Beginning in the late Middle Ages, straight herald trumpets (known as the buisine) and later coiled valve-less natural trumpets, clarions and drums (usually snares and tenors) would sound fanfares to mark important holidays or ceremonial events. These instruments would also serve as timekeepers in various towns and cities and announce various special events. Incorporated into mounted bands since the 12th century, timpani and trumpets or bugles were, from the middle of the 15th century, employed to motivate mounted troops in battle as well as on parades. Many of these early trumpets are direct ancestors to the present day fanfare instruments. The chromatic natural trumpet, used since the 17th century, is the oldest variant type of fanfare trumpet still used today, which was first used in the cavalry branches of European armies and later on as part of the field and horse artillery.
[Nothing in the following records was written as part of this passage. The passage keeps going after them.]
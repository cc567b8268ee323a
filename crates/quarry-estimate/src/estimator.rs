//! Payload size estimation.

use std::time::Duration;

use crate::data::SampleRateTable;

/// Bytes per sample before compression.
const BYTES_PER_SAMPLE: f64 = 4.0;

/// STEIM compression shrinks data to about a third of its raw size.
const COMPRESSION_RATIO: f64 = 3.0;

/// Estimates the transfer size of a stream over a time window.
#[derive(Debug, Clone)]
pub struct PayloadEstimator {
    table: &'static SampleRateTable,
}

impl PayloadEstimator {
    /// Creates an estimator backed by the global sample rate table.
    #[must_use]
    pub fn new() -> Self {
        Self {
            table: SampleRateTable::global(),
        }
    }

    /// Creates an estimator backed by a custom table.
    #[must_use]
    pub const fn with_table(table: &'static SampleRateTable) -> Self {
        Self { table }
    }

    /// Returns the sample rate table in use.
    #[must_use]
    pub const fn table(&self) -> &'static SampleRateTable {
        self.table
    }

    /// Estimates the payload, in bytes, of `duration_seconds` of a channel.
    ///
    /// `nominal_rate(band) * duration * 4 / 3`. Negative durations estimate
    /// to zero.
    #[must_use]
    pub fn estimate_bytes(&self, channel_code: &str, duration_seconds: f64) -> f64 {
        let rate = self.table.rate_for_channel(channel_code);
        rate * duration_seconds.max(0.0) * BYTES_PER_SAMPLE / COMPRESSION_RATIO
    }

    /// Formats bytes in human-readable form (e.g., "1.5 GB", "250 MB").
    #[must_use]
    pub fn format_bytes(bytes: u64) -> String {
        const KB: u64 = 1024;
        const MB: u64 = 1024 * KB;
        const GB: u64 = 1024 * MB;
        const TB: u64 = 1024 * GB;

        if bytes >= TB {
            format!("{:.2} TB", bytes as f64 / TB as f64)
        } else if bytes >= GB {
            format!("{:.2} GB", bytes as f64 / GB as f64)
        } else if bytes >= MB {
            format!("{:.2} MB", bytes as f64 / MB as f64)
        } else if bytes >= KB {
            format!("{:.2} KB", bytes as f64 / KB as f64)
        } else {
            format!("{bytes} B")
        }
    }

    /// Formats a transfer rate in KB/s over the given elapsed time.
    #[must_use]
    pub fn format_throughput(bytes: u64, elapsed: Duration) -> String {
        let seconds = elapsed.as_secs_f64();
        if seconds <= 0.0 {
            return "n/a".to_string();
        }
        format!("{:.2} KB/sec", bytes as f64 / 1024.0 / seconds)
    }

    /// Formats duration in human-readable form (e.g., "2h 30m", "45m").
    #[must_use]
    pub fn format_duration(duration: Duration) -> String {
        let total_secs = duration.as_secs();
        let hours = total_secs / 3600;
        let minutes = (total_secs % 3600) / 60;
        let seconds = total_secs % 60;

        if hours > 0 {
            if minutes > 0 {
                format!("{hours}h {minutes}m")
            } else {
                format!("{hours}h")
            }
        } else if minutes > 0 {
            if seconds > 0 && minutes < 10 {
                format!("{minutes}m {seconds}s")
            } else {
                format!("{minutes}m")
            }
        } else {
            format!("{:.2}s", duration.as_secs_f64())
        }
    }
}

impl Default for PayloadEstimator {
    fn default() -> Self {
        Self::new()
    }
}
Valved chromatic trumpets, originally developed in the 1930s, are the ones used today by most armed forces and a few police departments worldwide. The instruments used today by most military bands are made since 2000 by British musical instrument maker Smith–Watkins, while a special set has been commissioned in the US for the United States Army Band.

The prakhom band of the Bureau of the Royal Household of Thailand sports such old style trumpets, introduced into the country in the early years of the Bangkok (Rattanakosin) period replacing lost originals. These trumpets are part of the state royal regalia, and are played during important royal events. A similar but plain instrument, the nafiri, is used as part of the regalia of Malaysia because it is an integral part of the nobat or royal orchestra which performs in important royal events in the states of Kedah, Perak, Terrenganu and Selangor and when the King of Malaysia from those states is ceremonially installed.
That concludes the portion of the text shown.